Empty: Containing nothing; not filled or occupied.

A subway conversation

The next day, as we were heading to ring in the New Year with a Chinese congregation in Brooklyn, I chatted with the man sitting next to me on the subway. He informed me while he was not currently “in church,” he had been raised Jehovah Witness and even attended school to be a priest. I asked him if he would mind answering some of my questions about his religion to help me understand the differences in our beliefs. He very willingly agreed and began the process of explaining to me several key differences in my faith and his. He informed me he did not believe in heaven or hell.

“There is no such thing,” he proclaimed as he waved his hand in the air as one might do to scare off a dog.

He explained that according to his beliefs, when one died they were buried in the ground and their spirit stayed there to rest until Jesus came back. At that point, they would come back and continue life here on earth. Earth was his heaven.

As he talked, I began to realize he seemed to be hanging on to the idea that if everything was OK now, it would be OK later. He had no hope in or expectation for the future, other than death and lying in a cold grave until the end of time, only to come back and keep doing what he had been doing. When I asked him where he found his hope, he scrambled for an answer, only to eventually evade it and pushed the conversation on to my next question. This man defined to me what seemed to be a distant nonpersonal relationship with God and a contentment to just keep on keeping on.

Blessed to experience hope in Christ

As we arrived at the New Year’s Eve worship service that night, we were asked to pair off and give thanks to the Lord for whatever was on our hearts. We sat down, and I found myself speechless as I flashed back over the last 48 hours and gained a new realization for how empty hope is when it is not found in Christ, and how blessed I was to have a hope full of Christ’s promises.
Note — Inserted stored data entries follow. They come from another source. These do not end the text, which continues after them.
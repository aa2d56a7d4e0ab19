use serde_json::Value;

/// Path translation between the editor and the engine, built from launch/attach `pathMappings`
/// (`[{"localRoot": ..., "remoteRoot": ...}]`).
#[derive(Debug, Default, Clone, PartialEq)]
pub struct SourceMap {
    /// Engine (remote) roots to client (local) roots.
    engine_to_client: Vec<Root>,
    /// Client roots to engine roots.
    client_to_engine: Vec<Root>,
}

/// One mapped root. `from` uses `/` separators and ends with `/`, `to` is kept as given.
#[derive(Debug, Clone, PartialEq)]
struct Root {
    from: String,
    to: String,
}

impl Root {
    fn new(from: &str, to: &str) -> Self {
        let mut from = from.replace('\\', "/");
        if !from.ends_with('/') {
            from.push('/');
        }
        Self {
            from,
            to: to.to_string(),
        }
    }

    /// Rewrite `path` (with `/` separators) if it is under this root.
    fn rewrite(&self, path: &str) -> Option<String> {
        if path == self.from.trim_end_matches('/') {
            return Some(self.to.clone());
        }
        let rest = path.strip_prefix(self.from.as_str())?;
        if rest.is_empty() {
            return Some(self.to.clone());
        }

        let sep = if self.to.contains('\\') { '\\' } else { '/' };
        let mut out = self.to.clone();
        if !out.ends_with(['/', '\\']) {
            out.push(sep);
        }
        out.extend(rest.chars().map(|c| if c == '/' { sep } else { c }));
        Some(out)
    }
}

impl SourceMap {
    pub fn from_arguments(arguments: &Value) -> Self {
        let mut map = SourceMap::default();
        let Some(Value::Array(mappings)) = arguments.get("pathMappings") else {
            return map;
        };
        for mapping in mappings {
            let local = mapping.get("localRoot").and_then(Value::as_str);
            let remote = mapping.get("remoteRoot").and_then(Value::as_str);
            if let (Some(local), Some(remote)) = (local, remote) {
                map.add(local, remote);
            }
        }
        map
    }

    pub fn add(&mut self, local_root: &str, remote_root: &str) {
        self.engine_to_client.push(Root::new(remote_root, local_root));
        self.client_to_engine.push(Root::new(local_root, remote_root));
        // longest prefix wins
        self.engine_to_client
            .sort_by_key(|root| std::cmp::Reverse(root.from.len()));
        self.client_to_engine
            .sort_by_key(|root| std::cmp::Reverse(root.from.len()));
    }

    pub fn is_empty(&self) -> bool {
        self.client_to_engine.is_empty()
    }

    pub fn to_client(&self, engine_path: &str) -> String {
        Self::translate(engine_path, &self.engine_to_client)
    }

    pub fn to_engine(&self, client_path: &str) -> String {
        Self::translate(client_path, &self.client_to_engine)
    }

    fn translate(path: &str, roots: &[Root]) -> String {
        let normalized = path.replace('\\', "/");
        roots
            .iter()
            .find_map(|root| root.rewrite(&normalized))
            .unwrap_or_else(|| path.to_string())
    }
}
That night, I gave thanks for hope. I prayed thanksgiving to God for sending his Son to die for me, so that I may have a personal relationship with him. I gave thanks I did not have to count my prayers to balance out my bad karma and that I have salvation and the promise of a eternity spent with God, not just going back to what I do now.

When I go on mission trips, it never fails that I come home with refreshed gratitude for the gospel. This, however, comes with a fresh heartbreak for the lost and the greatly appreciated reminder of why I am told to take the gospel to my peers, the nations, my neighbors, my family, my friends. God had mercy on me when he shouldn’t have, and he offered me hope in something so much more than myself. I am reminded that this hope is not something that I am meant to keep to myself, but instead to offer to those around me.

Morgan Little, a student at Tarleton State University, served in New York City with Go Now Missions over Christmas break.